Chinese Chipmakers Now Hold 41% of China’s AI Chip Market


TL;DR

  • Market Share: Chinese domestic chipmakers captured 41 percent of China’s AI accelerator market in 2025, shipping 1.65 million cards, according to IDC data.
  • Huawei’s Lead: Huawei dominated domestic shipments with roughly 812,000 chips, backed by doubled yield rates and government-directed SMIC production priority.
  • Export Controls: Escalating US chip export restrictions have driven Chinese data center operators toward domestic alternatives, with Washington now considering universal approval requirements for all semiconductor exports.
  • Nvidia’s Position: Nvidia’s China share stands at 55 percent but could fall to as low as 8 percent under sustained restrictions, according to Bernstein analyst projections.

Nvidia’s grip on China’s AI chip market is slipping.
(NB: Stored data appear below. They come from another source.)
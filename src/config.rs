//! Configuration types.

use std::time::Duration;

/// Flow controller configuration.
#[derive(Debug, Clone)]
pub struct FlowConfig {
    /// Quiet period after the last field edit before the background
    /// auto-save fires.
    pub autosave_debounce: Duration,
    /// Quiet period after the last keystroke before the username
    /// availability probe fires.
    pub username_check_debounce: Duration,
}

impl Default for FlowConfig {
    fn default() -> Self {
        Self {
            autosave_debounce: Duration::from_millis(800),
            username_check_debounce: Duration::from_millis(400),
        }
    }
}
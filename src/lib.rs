//! Provider Setup — booking-marketplace onboarding core.

pub mod config;
pub mod error;
pub mod onboarding;
pub mod store;
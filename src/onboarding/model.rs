//! Provider setup record and service entries.

use chrono::{DateTime, Utc};
use rust_decimal::Decimal;
use serde::{Deserialize, Serialize};

/// Allowed service duration window, in minutes.
pub const MIN_SERVICE_DURATION_MIN: u32 = 15;
pub const MAX_SERVICE_DURATION_MIN: u32 = 480;

/// Service name length bounds (counted in chars, after trimming).
pub const MIN_SERVICE_NAME_CHARS: usize = 2;
pub const MAX_SERVICE_NAME_CHARS: usize = 100;

/// One row of the services step.
///
/// The UI keeps a trailing all-blank row as the "add another" affordance, so
/// blank rows are expected in the list and are not an error.
#[derive(Debug, Clone, Default, PartialEq, Serialize, Deserialize)]
pub struct ServiceEntry {
    #[serde(default)]
    pub name: String,
    #[serde(default)]
    pub price: Decimal,
    #[serde(default)]
    pub duration_minutes: u32,
    #[serde(default, skip_serializing_if = "Option::is_none")]
    pub description: Option<String>,
    #[serde(default, skip_serializing_if = "Option::is_none")]
    pub category: Option<String>,
}

impl ServiceEntry {
    /// An untouched placeholder row: every field blank or zero.
    pub fn is_blank(&self) -> bool {
        self.name.trim().is_empty()
            && self.price.is_zero()
            && self.duration_minutes == 0
            && self.description.as_deref().is_none_or(|s| s.trim().is_empty())
            && self.category.as_deref().is_none_or(|s| s.trim().is_empty())
    }

    /// A bookable service: real name, positive price, sane duration.
    pub fn is_valid(&self) -> bool {
        let name_chars = self.name.trim().chars().count();
        (MIN_SERVICE_NAME_CHARS..=MAX_SERVICE_NAME_CHARS).contains(&name_chars)
            && self.price > Decimal::ZERO
            && (MIN_SERVICE_DURATION_MIN..=MAX_SERVICE_DURATION_MIN)
                .contains(&self.duration_minutes)
    }
}

/// The provider's in-progress setup record.
///
/// Every field is independently empty until filled; navigating backward never
/// deletes anything. The record is the union of all fields ever entered.
#[derive(Debug, Clone, Default, PartialEq, Serialize, Deserialize)]
pub struct SetupRecord {
    #[serde(default)]
    pub business_name: String,
    #[serde(default)]
    pub category: String,
    #[serde(default)]
    pub username: String,
    #[serde(default, skip_serializing_if = "Option::is_none")]
    pub whatsapp_phone: Option<String>,
    #[serde(default, skip_serializing_if = "Option::is_none")]
    pub address: Option<String>,
    #[serde(default, skip_serializing_if = "Option::is_none")]
    pub postal_code: Option<String>,
    #[serde(default)]
    pub services: Vec<ServiceEntry>,
    #[serde(default)]
    pub completed: bool,
    #[serde(default, skip_serializing_if = "Option::is_none")]
    pub completed_at: Option<DateTime<Utc>>,
}

impl SetupRecord {
    /// Both basic-info fields filled in.
    pub fn has_basic_info(&self) -> bool {
        !self.business_name.trim().is_empty() && !self.category.trim().is_empty()
    }

    /// At least one bookable service.
    pub fn has_valid_service(&self) -> bool {
        self.services.iter().any(ServiceEntry::is_valid)
    }

    /// Merge a partial update into the record. Provided fields overwrite,
    /// absent fields are left alone; the service list replaces wholesale.
    pub fn apply(&mut self, patch: FieldPatch) {
        if let Some(v) = patch.business_name {
            self.business_name = v;
        }
        if let Some(v) = patch.category {
            self.category = v;
        }
        if let Some(v) = patch.username {
            self.username = v;
        }
        if let Some(v) = patch.whatsapp_phone {
            self.whatsapp_phone = Some(v);
        }
        if let Some(v) = patch.address {
            self.address = Some(v);
        }
        if let Some(v) = patch.postal_code {
            self.postal_code = Some(v);
        }
        if let Some(v) = patch.services {
            self.services = v;
        }
    }
}

/// A partial field update from the UI. `None` means "not touched".
#[derive(Debug, Clone, Default, Deserialize)]
pub struct FieldPatch {
    pub business_name: Option<String>,
    pub category: Option<String>,
    pub username: Option<String>,
    pub whatsapp_phone: Option<String>,
    pub address: Option<String>,
    pub postal_code: Option<String>,
    pub services: Option<Vec<ServiceEntry>>,
}

impl FieldPatch {
    pub fn is_empty(&self) -> bool {
        self.business_name.is_none()
            && self.category.is_none()
            && self.username.is_none()
            && self.whatsapp_phone.is_none()
            && self.address.is_none()
            && self.postal_code.is_none()
            && self.services.is_none()
    }
}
Domestic vendors shipped 1.65 million accelerator cards in 2025, capturing 41 percent of the market and closing in on Nvidia’s 55 percent share, according to IDC data reported by Reuters.

About 4 million AI accelerator cards were shipped in China last year, with Nvidia moving roughly 2.2 million units. Just a few years ago, Nvidia held near-total dominance over the Chinese AI accelerator market. Bernstein analysts estimated in January 2026 that Huawei and Nvidia were roughly tied at about 40 percent each. IDC now confirms domestic vendors have collectively surpassed that estimate, reaching 41 percent when smaller players beyond Huawei are counted.
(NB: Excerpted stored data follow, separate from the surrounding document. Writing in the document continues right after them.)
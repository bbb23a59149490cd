//! libSQL backend — async `ProgressStore` implementation.
//!
//! Supports local file and in-memory databases. A single connection is
//! reused for all operations; `libsql::Connection` is safe for concurrent
//! async use.

use std::path::Path;
use std::sync::Arc;

use async_trait::async_trait;
use chrono::{DateTime, Utc};
use libsql::{Connection, Database as LibSqlDatabase, params};
use rust_decimal::Decimal;
use tracing::{info, warn};
use uuid::Uuid;

use crate::error::StoreError;
use crate::onboarding::model::{ServiceEntry, SetupRecord};
use crate::onboarding::step::SetupStep;
use crate::store::migrations;
use crate::store::traits::{ProgressStore, StoredProgress};

/// libSQL-backed progress store.
pub struct LibSqlStore {
    #[allow(dead_code)]
    db: Arc<LibSqlDatabase>,
    conn: Connection,
}

impl LibSqlStore {
    /// Open (or create) a local database file and run migrations.
    pub async fn new_local(path: &Path) -> Result<Self, StoreError> {
        if let Some(parent) = path.parent() {
            std::fs::create_dir_all(parent).map_err(|e| {
                StoreError::Connection(format!("Failed to create database directory: {e}"))
            })?;
        }

        let db = libsql::Builder::new_local(path)
            .build()
            .await
            .map_err(|e| StoreError::Connection(format!("Failed to open libSQL database: {e}")))?;

        let conn = db
            .connect()
            .map_err(|e| StoreError::Connection(format!("Failed to create connection: {e}")))?;

        let store = Self {
            db: Arc::new(db),
            conn,
        };
        store.run_migrations().await?;
        info!(path = %path.display(), "Progress store opened");
        Ok(store)
    }

    /// Create an in-memory database (for tests).
    pub async fn new_memory() -> Result<Self, StoreError> {
        let db = libsql::Builder::new_local(":memory:")
            .build()
            .await
            .map_err(|e| {
                StoreError::Connection(format!("Failed to create in-memory database: {e}"))
            })?;

        let conn = db
            .connect()
            .map_err(|e| StoreError::Connection(format!("Failed to create connection: {e}")))?;

        let store = Self {
            db: Arc::new(db),
            conn,
        };
        store.run_migrations().await?;
        Ok(store)
    }

    fn conn(&self) -> &Connection {
        &self.conn
    }

    /// Existing provider row id for an owner, if any.
    async fn provider_id(&self, owner_id: &str) -> Result<Option<String>, StoreError> {
        let mut rows = self
            .conn()
            .query(
                "SELECT id FROM providers WHERE owner_id = ?1",
                params![owner_id],
            )
            .await
            .map_err(|e| StoreError::Query(e.to_string()))?;
        match rows.next().await {
            Ok(Some(row)) => Ok(Some(row.get(0).map_err(|e| StoreError::Query(e.to_string()))?)),
            Ok(None) => Ok(None),
            Err(e) => Err(StoreError::Query(e.to_string())),
        }
    }
}

// ── Helper functions ────────────────────────────────────────────────

/// Map a libsql write error, turning unique-constraint violations into the
/// typed conflict the flow layer needs.
fn map_write_err(e: libsql::Error) -> StoreError {
    let msg = e.to_string();
    if msg.contains("UNIQUE constraint failed") {
        let field = if msg.contains("providers.username") {
            "username"
        } else {
            "owner_id"
        };
        return StoreError::Conflict {
            field: field.to_string(),
        };
    }
    StoreError::Query(msg)
}

fn parse_datetime(s: &str) -> Option<DateTime<Utc>> {
    DateTime::parse_from_rfc3339(s)
        .map(|dt| dt.with_timezone(&Utc))
        .ok()
}

/// Empty usernames are stored as NULL so the UNIQUE constraint only applies
/// to chosen usernames.
fn username_column(record: &SetupRecord) -> Option<String> {
    let trimmed = record.username.trim();
    if trimmed.is_empty() {
        None
    } else {
        Some(trimmed.to_string())
    }
}

#[async_trait]
impl ProgressStore for LibSqlStore {
    async fn run_migrations(&self) -> Result<(), StoreError> {
        migrations::run_migrations(self.conn()).await
    }

    async fn load_progress(
        &self,
        owner_id: &str,
    ) -> Result<Option<StoredProgress>, StoreError> {
        let mut rows = self
            .conn()
            .query(
                "SELECT business_name, category, username, whatsapp_phone, address,
                        postal_code, last_step, completed, completed_at
                 FROM providers WHERE owner_id = ?1",
                params![owner_id],
            )
            .await
            .map_err(|e| StoreError::Query(e.to_string()))?;

        let row = match rows.next().await {
            Ok(Some(row)) => row,
            Ok(None) => return Ok(None),
            Err(e) => return Err(StoreError::Query(e.to_string())),
        };

        let map_col = |e: libsql::Error| StoreError::Query(e.to_string());
        let mut record = SetupRecord {
            business_name: row.get::<String>(0).map_err(map_col)?,
            category: row.get::<String>(1).map_err(map_col)?,
            username: row.get::<Option<String>>(2).map_err(map_col)?.unwrap_or_default(),
            whatsapp_phone: row.get::<Option<String>>(3).map_err(map_col)?,
            address: row.get::<Option<String>>(4).map_err(map_col)?,
            postal_code: row.get::<Option<String>>(5).map_err(map_col)?,
            services: Vec::new(),
            completed: row.get::<i64>(7).map_err(map_col)? != 0,
            completed_at: row
                .get::<Option<String>>(8)
                .map_err(map_col)?
                .as_deref()
                .and_then(parse_datetime),
        };
        let step = row
            .get::<Option<i64>>(6)
            .map_err(map_col)?
            .and_then(|i| u8::try_from(i).ok())
            .and_then(SetupStep::from_index);

        let mut service_rows = self
            .conn()
            .query(
                "SELECT name, price, duration_minutes, description, category
                 FROM provider_services WHERE owner_id = ?1 ORDER BY position",
                params![owner_id],
            )
            .await
            .map_err(|e| StoreError::Query(e.to_string()))?;

        while let Ok(Some(row)) = service_rows.next().await {
            let price_str: String = row.get(1).map_err(map_col)?;
            let price = price_str.parse::<Decimal>().unwrap_or_else(|e| {
                warn!(price = %price_str, "Unparseable stored price: {e}");
                Decimal::ZERO
            });
            record.services.push(ServiceEntry {
                name: row.get::<String>(0).map_err(map_col)?,
                price,
                duration_minutes: row
                    .get::<i64>(2)
                    .map_err(map_col)?
                    .try_into()
                    .unwrap_or(0),
                description: row.get::<Option<String>>(3).map_err(map_col)?,
                category: row.get::<Option<String>>(4).map_err(map_col)?,
            });
        }

        Ok(Some(StoredProgress { record, step }))
    }

    async fn save_progress(
        &self,
        owner_id: &str,
        record: &SetupRecord,
        step: SetupStep,
    ) -> Result<String, StoreError> {
        let id = self
            .provider_id(owner_id)
            .await?
            .unwrap_or_else(|| Uuid::new_v4().to_string());
        let now = Utc::now().to_rfc3339();

        self.conn()
            .execute(
                "INSERT INTO providers
                    (id, owner_id, business_name, category, username, whatsapp_phone,
                     address, postal_code, last_step, created_at, updated_at)
                 VALUES (?1, ?2, ?3, ?4, ?5, ?6, ?7, ?8, ?9, ?10, ?10)
                 ON CONFLICT(owner_id) DO UPDATE SET
                    business_name = excluded.business_name,
                    category = excluded.category,
                    username = excluded.username,
                    whatsapp_phone = excluded.whatsapp_phone,
                    address = excluded.address,
                    postal_code = excluded.postal_code,
                    last_step = excluded.last_step,
                    updated_at = excluded.updated_at",
                params![
                    id.clone(),
                    owner_id,
                    record.business_name.clone(),
                    record.category.clone(),
                    username_column(record),
                    record.whatsapp_phone.clone(),
                    record.address.clone(),
                    record.postal_code.clone(),
                    step.index() as i64,
                    now,
                ],
            )
            .await
            .map_err(map_write_err)?;

        Ok(id)
    }

    async fn replace_services(
        &self,
        owner_id: &str,
        services: &[ServiceEntry],
    ) -> Result<(), StoreError> {
        self.conn()
            .execute(
                "DELETE FROM provider_services WHERE owner_id = ?1",
                params![owner_id],
            )
            .await
            .map_err(|e| StoreError::Query(e.to_string()))?;

        for (position, entry) in services.iter().enumerate() {
            self.conn()
                .execute(
                    "INSERT INTO provider_services
                        (id, owner_id, position, name, price, duration_minutes,
                         description, category)
                     VALUES (?1, ?2, ?3, ?4, ?5, ?6, ?7, ?8)",
                    params![
                        Uuid::new_v4().to_string(),
                        owner_id,
                        position as i64,
                        entry.name.clone(),
                        entry.price.to_string(),
                        entry.duration_minutes as i64,
                        entry.description.clone(),
                        entry.category.clone(),
                    ],
                )
                .await
                .map_err(|e| StoreError::Query(e.to_string()))?;
        }

        Ok(())
    }

    async fn mark_complete(&self, owner_id: &str, at: DateTime<Utc>) -> Result<(), StoreError> {
        let affected = self
            .conn()
            .execute(
                "UPDATE providers
                 SET completed = 1, completed_at = ?1, updated_at = ?1
                 WHERE owner_id = ?2",
                params![at.to_rfc3339(), owner_id],
            )
            .await
            .map_err(|e| StoreError::Query(e.to_string()))?;

        if affected == 0 {
            return Err(StoreError::NotFound(owner_id.to_string()));
        }
        Ok(())
    }

    async fn is_available(
        &self,
        candidate: &str,
        exclude_owner: Option<&str>,
    ) -> Result<bool, StoreError> {
        let mut rows = self
            .conn()
            .query(
                "SELECT COUNT(*) FROM providers
                 WHERE username = ?1 AND (?2 IS NULL OR owner_id != ?2)",
                params![candidate.trim(), exclude_owner],
            )
            .await
            .map_err(|e| StoreError::Query(e.to_string()))?;

        match rows.next().await {
            Ok(Some(row)) => {
                let count: i64 = row.get(0).map_err(|e| StoreError::Query(e.to_string()))?;
                Ok(count == 0)
            }
            Ok(None) => Ok(true),
            Err(e) => Err(StoreError::Query(e.to_string())),
        }
    }
}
For Nvidia, a company that once counted China as the source of roughly one-fifth of its data center revenue, the erosion carries strategic consequences extending well beyond a single market. China remains one of the largest AI hardware deployment regions in the world, and a shrinking foothold there compounds pressure from export restrictions that have already curtailed which products Nvidia can legally ship. Analysts tracking the market now debate not whether domestic vendors will gain share, but how quickly the transition will accelerate.

US export controls launched a market transformation that was barely visible three years ago. Restrictions initiated under the first Trump administration and extended under Biden progressively closed off China’s access to Nvidia’s most advanced chips, then expanded to cover the downgraded alternatives the company designed specifically for the Chinese market. That urgency now shows up in shipment data. Domestic chipmakers capturing more than four in ten accelerator cards sold would have been unthinkable at the outset of those restrictions.

China’s localization drive is gaining further impetus from allied chip export controls, which have closed potential workarounds through third countries and broadened pressure on Chinese buyers to seek domestic sources.